Red snow is way worse than yellow. Wear a helmet!


----------



## smellysell (Oct 29, 2018)

Airbag is pretty much pointless without a helmet. I hate wearing them personally, mostly because I can't find one that fits my head right, but force myself to wear one. 

Sent from my Pixel 5 using Tapatalk


----------



## CocaCola Kicker (Jan 30, 2019)

I personally hate the look and feel, but I like my brain so in this case brain wins


----------



## wrathfuldeity (Oct 5, 2007)

Uphill usually not...downhill yes...inbounds always


----------



## killclimbz (Aug 10, 2007)

Pretty much. I always keep in mind that while out in the backcountry, you don't have obstacles marked that may be just under the snow, such as rocks. Never know when a shark is going to bite you and send you for a tumble. Doesn't happen often, but it does happen.


----------



## Eivind så klart (Aug 30, 2020)

Depends on what you define as free riding..
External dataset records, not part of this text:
//! The execution engine: fetch, decode, execute, writeback.
//!
//! [`Engine::step`] executes exactly one instruction. Control transfers
//! go through three latches (`branch_pending`, `execute_delay_slot`,
//! `branch_target`): a taken branch first lets the instruction in its
//! delay slot run, then redirects `nPC` to the recorded target. A
//! non-taken conditional branch with the annul bit set skips its delay
//! slot instead.

use log::{debug, trace};
use thiserror::Error;

use crate::alu;
use crate::bits::sign_ext32;
use crate::encoding::{op, op2, op3, Instruction, Operand2};
use crate::memory::{Memory, MemoryError, DEFAULT_MEMORY_SIZE};
use crate::state::special::{psr, SpecialRegister};
use crate::state::windows::{WindowedRegisters, DEFAULT_WINDOW_COUNT};

/// Implementation identifier reported in `PSR.IMPL`.
pub const ENGINE_IMPL: u32 = 0x1;
/// Version identifier reported in `PSR.VERS`.
pub const ENGINE_VERS: u32 = 0x1;
/// Reset value of the trap base register.
pub const TRAP_BASE_ADDRESS: u32 = 0x0000_0000;

/// Construction-time parameters of an [`Engine`].
#[derive(Debug, Clone, PartialEq, Eq)]
pub struct EngineConfig {
    /// Memory size in bytes.
    pub memory_size: u32,
    /// Number of register windows.
    pub window_count: u32,
    /// When set, reading `%y`/`%psr`/`%wim`/`%tbr` from user mode yields
    /// zero instead of the register contents.
    pub read_privilege: bool,
}

impl Default for EngineConfig {
    fn default() -> Self {
        Self {
            memory_size: DEFAULT_MEMORY_SIZE,
            window_count: DEFAULT_WINDOW_COUNT,
            read_privilege: false,
        }
    }
}

/// Liveness signal returned by [`Engine::step`].
#[derive(Debug, Clone, Copy, PartialEq, Eq)]
pub enum Step {
    /// An instruction was executed and the program counters advanced.
    Executed,
    /// The fetched word was the all-zero filler: nothing was executed and
    /// the counters did not move. Drivers normally stop here.
    Filler,
}

/// Runtime failures of the engine.
#[derive(Debug, Clone, Copy, PartialEq, Eq, Error)]
pub enum EngineError {
    /// A fetch, load or store left the memory.
    #[error(transparent)]
    Memory(#[from] MemoryError),
}

/// A complete SPARC V8 integer unit: memory, windowed registers, special
/// registers and the branch latches.
#[derive(Debug)]
pub struct Engine {
    memory: Memory,
    registers: WindowedRegisters,
    psr: SpecialRegister,
    wim: SpecialRegister,
    tbr: SpecialRegister,
    y: SpecialRegister,
    fsr: SpecialRegister,
    pc: SpecialRegister,
    npc: SpecialRegister,
    branch_pending: bool,
    execute_delay_slot: bool,
    branch_target: u32,
    read_privilege: bool,
}

impl Engine {
    /// Builds an engine from `config` and runs [`Engine::init`] on it.
    #[must_use]
    pub fn new(config: &EngineConfig) -> Self {
        let mut engine = Self {
            memory: Memory::new(config.memory_size),
            registers: WindowedRegisters::new(config.window_count),
            psr: SpecialRegister::default(),
            wim: SpecialRegister::default(),
            tbr: SpecialRegister::default(),
            y: SpecialRegister::default(),
            fsr: SpecialRegister::default(),
            pc: SpecialRegister::default(),
            npc: SpecialRegister::default(),
            branch_pending: false,
            execute_delay_slot: false,
            branch_target: 0,
            read_privilege: config.read_privilege,
        };
        engine.init();
        engine
    }

    /// Resets the control registers and branch latches to their defined
    /// power-on values. Memory and the register file keep their contents.
    pub fn init(&mut self) {
        self.psr.write(0);
        self.psr.set_field(psr::IMPL, ENGINE_IMPL);
        self.psr.set_field(psr::VERS, ENGINE_VERS);
        self.wim.write(0);
        self.tbr.write(TRAP_BASE_ADDRESS);
        self.pc.write(0xFFFF_FFFF);
        self.npc.write(0);
        self.registers.set_cwp(0);
        self.branch_pending = false;
        self.execute_delay_slot = false;
        self.branch_target = 0;
    }

    /// Copies a big-endian program image into memory at `base`.
    ///
    /// # Errors
    ///
    /// Fails when the image does not fit in memory.
    pub fn load_program(&mut self, base: u32, image: &[u8]) -> Result<(), EngineError> {
        self.memory.load(base, image)?;
        Ok(())
    }

    /// Executes one instruction.
    ///
    /// # Errors
    ///
    /// Fails when the fetch or a load/store leaves memory; the engine
    /// state is left as of the failing access.
    pub fn step(&mut self) -> Result<Step, EngineError> {
        let pc = self.npc.read();
        self.pc.write(pc);

        let inst = self.memory.read_instruction(pc)?;
        if inst.word() == 0 {
            trace!("filler word at 0x{pc:08X}");
            return Ok(Step::Filler);
        }

        // Set by a non-taken conditional branch with the annul bit.
        let mut annul_delay_slot = false;

        match inst.op() {
            op::CALL => self.execute_call(inst, pc),
            op::BRANCH => annul_delay_slot = self.execute_format2(inst, pc),
            op::OTHER => self.execute_other(inst, pc),
            _ => self.execute_memory(inst)?,
        }

        if annul_delay_slot {
            self.npc.write(pc.wrapping_add(8));
        } else if self.branch_pending {
            if self.execute_delay_slot {
                debug!("executing delay slot at 0x{:08X}", pc.wrapping_add(4));
                self.npc.write(pc.wrapping_add(4));
                self.execute_delay_slot = false;
            } else {
                debug!("taking branch to 0x{:08X}", self.branch_target);
                self.npc.write(self.branch_target);
                self.branch_pending = false;
            }
        } else {
            self.npc.write(pc.wrapping_add(4));
        }

        Ok(Step::Executed)
    }

    fn execute_call(&mut self, inst: Instruction, pc: u32) {
        let target = pc.wrapping_add(sign_ext32(inst.disp30(), 30) << 2);
        self.registers.write(15, pc >> 2);
        self.branch_pending = true;
        self.execute_delay_slot = true;
        self.branch_target = target;
        debug!("call: target 0x{target:08X}");
    }

    /// Executes a format-2 instruction. Returns `true` when the following
    /// instruction must be annulled.
    fn execute_format2(&mut self, inst: Instruction, pc: u32) -> bool {
        match inst.op2() {
            op2::SETHI => {
                self.registers.write(inst.rd(), inst.imm22() << 10);
                false
            }
            op2::BICC => {
                let taken = self.condition(inst.cond());
                let target = pc.wrapping_add(sign_ext32(inst.disp22(), 22) << 2);
                debug!(
                    "bicc: cond {:#x} taken={taken} annul={} target 0x{target:08X}",
                    inst.cond(),
                    inst.annul()
                );
                if taken {
                    // A taken branch always runs its delay slot, annul or
                    // not; the annul bit only affects the non-taken case.
                    self.branch_pending = true;
                    self.execute_delay_slot = true;
                    self.branch_target = target;
                    false
                } else {
                    inst.annul()
                }
            }
            // FPU and coprocessor branches are recognized, never taken.
            _ => false,
        }
    }

    fn execute_other(&mut self, inst: Instruction, pc: u32) {
        let rd = inst.rd();
        let rs1_value = self.registers.read(inst.rs1());
        let operand2 = self.operand2_value(inst);

        match inst.op3() {
            op3::RDY => self.read_special(rd, self.y),
            op3::RDPSR => self.read_special(rd, self.psr),
            op3::RDWIM => self.read_special(rd, self.wim),
            op3::RDTBR => self.read_special(rd, self.tbr),
            op3::WRY => {
                if self.is_supervisor() {
                    self.y.write(rs1_value ^ operand2);
                }
            }
            op3::WRPSR => {
                if self.is_supervisor() {
                    self.psr.write(rs1_value ^ operand2);
                    self.registers.set_cwp(self.psr.field(psr::CWP));
                }
            }
            op3::WRWIM => {
                if self.is_supervisor() {
                    self.wim.write(rs1_value ^ operand2);
                }
            }
            op3::WRTBR => {
                if self.is_supervisor() {
                    self.tbr.write(rs1_value ^ operand2);
                }
            }
            op3::JMPL => {
                let target = rs1_value.wrapping_add(operand2) << 2;
                self.registers.write(rd, pc >> 2);
                self.branch_pending = true;
                self.execute_delay_slot = false;
                self.branch_target = target;
                debug!("jmpl: target 0x{target:08X}");
            }
            op3::SAVE => {
                self.registers.save(&mut self.wim);
                self.psr.set_field(psr::CWP, self.registers.cwp());
                self.registers.write(rd, rs1_value.wrapping_add(operand2));
            }
            op3::RESTORE => {
                self.registers.restore(&mut self.wim);
                self.psr.set_field(psr::CWP, self.registers.cwp());
                self.registers.write(rd, rs1_value.wrapping_add(operand2));
            }
            // Trap return, conditional traps, flushes and FPU/coprocessor
            // operates are recognized encodings only.
            op3::RETT | op3::TICC | op3::FLUSH | op3::FPOP1 | op3::FPOP2 | op3::CPOP1
            | op3::CPOP2 => {
                trace!("unimplemented op3 {:#04x} ignored", inst.op3());
            }
            other if alu::is_alu_op(other) => {
                let result = alu::calc(other, rs1_value, operand2, &mut self.psr, &mut self.y);
                self.registers.write(rd, result);
            }
            other => trace!("unknown op3 {other:#04x} ignored"),
        }
    }

    fn execute_memory(&mut self, inst: Instruction) -> Result<(), EngineError> {
        let rd = inst.rd();
        let address = self
            .registers
            .read(inst.rs1())
            .wrapping_add(self.operand2_value(inst));

        match inst.op3() {
            op3::LDSB => {
                let value = sign_ext32(u32::from(self.memory.read_byte(address)?), 8);
                self.registers.write(rd, value);
            }
            op3::LDSH => {
                let value = sign_ext32(u32::from(self.memory.read_halfword(address)?), 16);
                self.registers.write(rd, value);
            }
            op3::LDUB => {
                let value = u32::from(self.memory.read_byte(address)?);
                self.registers.write(rd, value);
            }
            op3::LDUH => {
                let value = u32::from(self.memory.read_halfword(address)?);
                self.registers.write(rd, value);
            }
            op3::LD => {
                let value = self.memory.read_word(address)?;
                self.registers.write(rd, value);
            }
            op3::LDD => {
                if rd % 2 == 0 {
                    let high = self.memory.read_word(address)?;
                    let low = self.memory.read_word(address.wrapping_add(4))?;
                    self.registers.write(rd, high);
                    self.registers.write(rd + 1, low);
                } else {
                    // An odd pair register cannot hold a doubleword.
                    self.registers.write(rd, 0);
                }
            }
            #[allow(clippy::cast_possible_truncation)]
            op3::STB => self
                .memory
                .write_byte(address, self.registers.read(rd) as u8)?,
            #[allow(clippy::cast_possible_truncation)]
            op3::STH => self
                .memory
                .write_halfword(address, self.registers.read(rd) as u16)?,
            op3::ST => self.memory.write_word(address, self.registers.read(rd))?,
            op3::STD => {
                if rd % 2 == 0 {
                    self.memory.write_word(address, self.registers.read(rd))?;
                    self.memory
                        .write_word(address.wrapping_add(4), self.registers.read(rd + 1))?;
                }
            }
            // FPU/coprocessor and alternate-space accesses are recognized
            // encodings only.
            other => trace!("unimplemented memory op3 {other:#04x} ignored"),
        }
        Ok(())
    }

    fn operand2_value(&self, inst: Instruction) -> u32 {
        match inst.operand2() {
            Operand2::Register(rs2) => self.registers.read(rs2),
            Operand2::Immediate(simm13) => sign_ext32(simm13, 13),
        }
    }

    fn read_special(&mut self, rd: u32, source: SpecialRegister) {
        let value = if self.read_privilege && !self.is_supervisor() {
            0
        } else {
            source.read()
        };
        self.registers.write(rd, value);
    }

    /// Evaluates the 4-bit branch condition against `PSR.ICC`.
    #[must_use]
    pub fn condition(&self, cond: u32) -> bool {
        let negate = cond >> 3 == 1;
        let n = self.psr.flag(psr::ICC_N);
        let z = self.psr.flag(psr::ICC_Z);
        let v = self.psr.flag(psr::ICC_V);
        let c = self.psr.flag(psr::ICC_C);
        let base = match cond & 0x7 {
            1 => z,
            2 => z || (n ^ v),
            3 => n ^ v,
            4 => c || z,
            5 => c,
            6 => n,
            7 => v,
            _ => false,
        };
        base ^ negate
    }

    fn is_supervisor(&self) -> bool {
        self.psr.flag(psr::S)
    }

    /// The memory.
    #[must_use]
    pub const fn memory(&self) -> &Memory {
        &self.memory
    }

    /// Mutable access to the memory, for loaders and test harnesses.
    pub const fn memory_mut(&mut self) -> &mut Memory {
        &mut self.memory
    }

    /// The windowed register file.
    #[must_use]
    pub const fn registers(&self) -> &WindowedRegisters {
        &self.registers
    }

    /// Mutable access to the register file.
    pub const fn registers_mut(&mut self) -> &mut WindowedRegisters {
        &mut self.registers
    }

    /// The processor state register.
    #[must_use]
    pub const fn psr(&self) -> SpecialRegister {
        self.psr
    }

    /// Mutable access to the PSR, for test harnesses.
    pub const fn psr_mut(&mut self) -> &mut SpecialRegister {
        &mut self.psr
    }

    /// The window invalid mask.
    #[must_use]
    pub const fn wim(&self) -> SpecialRegister {
        self.wim
    }

    /// The trap base register.
    #[must_use]
    pub const fn tbr(&self) -> SpecialRegister {
        self.tbr
    }

    /// The multiply/divide extension register.
    #[must_use]
    pub const fn y(&self) -> SpecialRegister {
        self.y
    }

    /// The FPU state register (informational only).
    #[must_use]
    pub const fn fsr(&self) -> SpecialRegister {
        self.fsr
    }

    /// The program counter.
    #[must_use]
    pub const fn pc(&self) -> u32 {
        self.pc.read()
    }

    /// The next program counter.
    #[must_use]
    pub const fn npc(&self) -> u32 {
        self.npc.read()
    }
}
I always wear a helmet in the bc, not when I'm skinning safe zones, but when skins come off helmet goes on.
But we have a small avy safe mountain 20 min from home we hike up several times a week where I never grab my helmet. Hiking up for 20 min, 2 min ride down over and over again.. get's too hot


----------



## Oldman (Mar 7, 2012)

It's like the American Express Card: Never Ride without it.


----------



## SEWiShred (Jan 19, 2019)

My worst crashes are always the ones I don't expect. i always wear it.


----------



## Etienne (Apr 2, 2021)

I don't have any stats on "life saving" of helmets and most likely some crash are lethal with or without it (Schumacher anybody?). 

But god I had crashes where if it didn't save my life, it made the whole thing much less uncomfortable. Like being knocked out and dizzy for 10/15mn after faceplanting a tree or seeing all blurry after my heel edge catched the pipe copping. That was rought with the helmet on and don't want to know how bad it would have been without it.


----------



## Jimi7 (Jan 14, 2020)

I stopped wearing a helmet for a season or two. Mainly because I was no longer taking nasty spills. I was doing adaptive snowboard instruction at the time and had a student who was recovering from a serious head injury. She had been a high level rider prior to her head injury and was struggling to re-learn all the muscle memory needed to snowboard (or walk, etc). Started wearing my helmet the next day.


----------



## CocaCola Kicker (Jan 30, 2019)

Its a total yes brainer


----------



## mark84 (Mar 10, 2019)

I wear a helmet all the time. Its safer, more comfortable and I don`t have to mess with foggy goggles anymore. 
Not sure why this is still is an issue in snowboarding. Haven`t seen anyone riding mtb without a helmet for ages.


----------



## Kevington (Feb 8, 2018)

I really want to be convinced to wear a helmet so I’m enjoying this thread. If I was riding avalanche prone and/or high exposure freeride terrain I’d wear one for sure. Likewise if I was riding an icy 22ft half pipe. 99% of the time I’m not. Inbounds the biggest danger is other people. Now that everyone wears helmets they go much faster with less experience and less control as they feel safer. I still favour spatial awareness and personal risk management over a helmet but as I said, I’d really like to be convinced otherwise


----------



## Manicmouse (Apr 7, 2014)

Why do you think those two things are mutually exclusive? Helmet plus spatial awareness and “personal risk management” would be better.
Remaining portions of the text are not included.